第2話 (元)悪役令嬢と悪魔


 手を動かしても、足を動かしても、鎖の音がする。

 それを聴いて私は大きくため息を吐いた。

 今の私が動ける範囲は、ダブルのベッドの上だけしか移動できない。

 

【ハッハハハハ。さすが、ご主人サマ。笑わせてくれる。やはり道化の才能があるぜ】


 私の影から声がすると同時に人型が浮かび上がってきた。

 ナナザイ。

 私が学園の地下ダンジョンで契約した七つの大罪を持つ古の大魔神王。

 「ゲーム」において序盤に出現する学園の地下ダンジョンの最奥にいる二周目以降の裏ボス。

 黒い髪に黒い瞳に黒い服。

 ただし今まで違う箇所があった。

 

「なんで女の姿なの?」


「ご主人サマは、こっち系が好みだとおもいましてネ。悪魔らしく要望に応えてみた。
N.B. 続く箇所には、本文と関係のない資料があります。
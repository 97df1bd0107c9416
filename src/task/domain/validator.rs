//! Transition legality and justification rules.

use super::{TaskDomainError, TaskKey, TaskStatus};

/// Pure decision function over the fixed lifecycle graph.
#[derive(Debug, Clone, Copy, Default, PartialEq, Eq)]
pub struct TransitionValidator;

impl TransitionValidator {
    /// Returns whether `from -> to` is an edge of the lifecycle graph.
    #[must_use]
    pub const fn is_legal(from: TaskStatus, to: TaskStatus) -> bool {
        from.can_transition_to(to)
    }

    /// Returns whether `from -> to` needs a non-blank justification.
    #[must_use]
    pub const fn requires_justification(from: TaskStatus, to: TaskStatus) -> bool {
        from.requires_justification(to)
    }
}

/// Validates a requested transition for `task_key`.
///
/// Notes made only of whitespace count as missing.
///
/// # Errors
///
/// Returns [`TaskDomainError::TransitionRejected`] with the full allowed set
/// when the edge does not exist, or
/// [`TaskDomainError::JustificationRequired`] when a critical transition has
/// blank notes.
pub fn validate_transition(
    task_key: &TaskKey,
    from: TaskStatus,
    to: TaskStatus,
    notes: &str,
) -> Result<(), TaskDomainError> {
    if !TransitionValidator::is_legal(from, to) {
        return Err(TaskDomainError::TransitionRejected {
            task_key: task_key.clone(),
            from,
            to,
            allowed: from.allowed_transitions().to_vec(),
        });
    }

    if TransitionValidator::requires_justification(from, to) && notes.trim().is_empty() {
        return Err(TaskDomainError::JustificationRequired {
            task_key: task_key.clone(),
            from,
            to,
        });
    }

    Ok(())
}
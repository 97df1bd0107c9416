//! Validated task key.

use super::TaskDomainError;
use serde::{Deserialize, Serialize};
use std::fmt;

/// Unique, immutable identifier of a governed task.
///
/// Keys double as record names in file-backed stores, so anything that could
/// escape a directory or confuse a file name is rejected.
#[derive(Debug, Clone, PartialEq, Eq, Hash, PartialOrd, Ord, Serialize, Deserialize)]
#[serde(try_from = "String", into = "String")]
pub struct TaskKey(String);

impl TaskKey {
    /// Maximum key length in characters.
    pub const MAX_LENGTH: usize = 128;

    /// Creates a validated task key.
    ///
    /// # Errors
    ///
    /// Returns [`TaskDomainError::InvalidTaskKey`] when the trimmed value is
    /// empty, too long, contains whitespace, control characters or path
    /// separators, or starts with a dot.
    pub fn new(value: impl Into<String>) -> Result<Self, TaskDomainError> {
        let raw = value.into();
        let normalized = raw.trim();
        let is_valid = !normalized.is_empty()
            && normalized.chars().count() <= Self::MAX_LENGTH
            && !normalized.starts_with('.')
            && !normalized
                .chars()
                .any(|ch| ch.is_whitespace() || ch.is_control() || matches!(ch, '/' | '\\'));

        if !is_valid {
            return Err(TaskDomainError::InvalidTaskKey(raw));
        }

        Ok(Self(normalized.to_owned()))
    }

    /// Returns the key as `str`.
    #[must_use]
    pub fn as_str(&self) -> &str {
        &self.0
    }
}

impl AsRef<str> for TaskKey {
    fn as_ref(&self) -> &str {
        self.as_str()
    }
}

impl fmt::Display for TaskKey {
    fn fmt(&self, f: &mut fmt::Formatter<'_>) -> fmt::Result {
        f.write_str(&self.0)
    }
}

impl TryFrom<String> for TaskKey {
    type Error = TaskDomainError;

    fn try_from(value: String) -> Result<Self, Self::Error> {
        Self::new(value)
    }
}

impl From<TaskKey> for String {
    fn from(value: TaskKey) -> Self {
        value.0
    }
}
//! Shared fixtures for task unit tests.

use crate::task::{
    adapters::memory::InMemoryTaskStore,
    domain::{AuditEntry, TaskKey, TaskRecord, TaskStatus, append},
};
use chrono::{DateTime, Local, TimeZone, Utc};
use mockable::Clock;
use std::sync::atomic::{AtomicI64, Ordering};

/// Clock that advances one second on every reading.
#[derive(Debug)]
pub struct StepClock {
    next_second: AtomicI64,
}

impl StepClock {
    pub fn starting_at(epoch_seconds: i64) -> Self {
        Self {
            next_second: AtomicI64::new(epoch_seconds),
        }
    }
}

impl Default for StepClock {
    fn default() -> Self {
        Self::starting_at(1_700_000_000)
    }
}

impl Clock for StepClock {
    fn local(&self) -> DateTime<Local> {
        self.utc().with_timezone(&Local)
    }

    fn utc(&self) -> DateTime<Utc> {
        let seconds = self.next_second.fetch_add(1, Ordering::SeqCst);
        Utc.timestamp_opt(seconds, 0)
            .single()
            .expect("step clock timestamp should be valid")
    }
}

pub fn key(value: &str) -> TaskKey {
    TaskKey::new(value).expect("test task key should be valid")
}

/// Builds a record that walked `path` from `DRAFT`, one transition per step.
pub fn record_through(task_key: &str, path: &[TaskStatus], clock: &StepClock) -> TaskRecord {
    path.iter()
        .fold(TaskRecord::draft(key(task_key)), |record, target| {
            let from = record.status;
            append(
                AuditEntry::new("seed", from, *target, "seeded"),
                record,
                clock,
            )
        })
}

/// Stores a record that walked `path`, bypassing the lifecycle service.
pub fn seed(store: &InMemoryTaskStore, task_key: &str, path: &[TaskStatus], clock: &StepClock) {
    let mut record = record_through(task_key, path, clock);
    record.version = 1;
    store
        .insert_raw(record)
        .expect("seeding the in-memory store should succeed");
}

/// Returns the shortest lifecycle path from `DRAFT` to `status`.
pub fn path_to(status: TaskStatus) -> Vec<TaskStatus> {
    match status {
        TaskStatus::Draft => vec![],
        TaskStatus::PendingReview => vec![TaskStatus::PendingReview],
        TaskStatus::ChangesRequested => {
            vec![TaskStatus::PendingReview, TaskStatus::ChangesRequested]
        }
        TaskStatus::Approved => vec![TaskStatus::PendingReview, TaskStatus::Approved],
        TaskStatus::Published => vec![
            TaskStatus::PendingReview,
            TaskStatus::Approved,
            TaskStatus::Published,
        ],
    }
}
俺クラスの悪魔になる老若男女変幻自在なのよ」


「――私は、ノーマル、なんだけど!!」


「いやいや、あのイカレ女に弄ばれて感じてらっしゃるのに、ノーマルな訳がないだろ」


「あ、あれは、生理反応で、しかたないコトなのっ」


「へぇ――」


 ナナザイの黒い目が金色へ変わる。

 そして私の上に覆いかぶさるように乗ると、手が私の胸に触れる。

 

「――ッ!?」


 身体に電流が流れたかのような錯覚が起きるほど、強い快感が走り抜けた。

 アリアにされても、これほどじゃなかった――。

 歯を食いしばって、この悪魔に喘ぎ声を聞かれない我慢して睨みつける。

 でも、そんな私の行動を嘲笑うかのように、優しく、卑しく、感じ易いように揉んで来た。

 『契約』している以上、悪魔は私の命令は絶対。

 しかし命令を発するには、口を開けて言う必要があるけど、もし口を開けたら、そこから漏れるのは命令する言葉ではなく、快楽に染まった喘ぎ声。

 今の私には、我慢するしか方法がなかった。


「さぁて、下準備はこんなものだろぉ」


「した、じゅんび?」


「そうだぜ、ご主人サマ。魚や動物を捌く時にだって下準備はするだろ。それと同じだ」


「まさか、いま、いじょう、の……」


「ああ、俺ってばご主人サマにとびっきりの居心地を味合わせてあげたくて頑張っちゃうヨ」


「や――や」


 やめて、そう叫ぼうとした瞬間。さっきまで感じていた快楽が身体を駆け巡り声が途中で途切れる。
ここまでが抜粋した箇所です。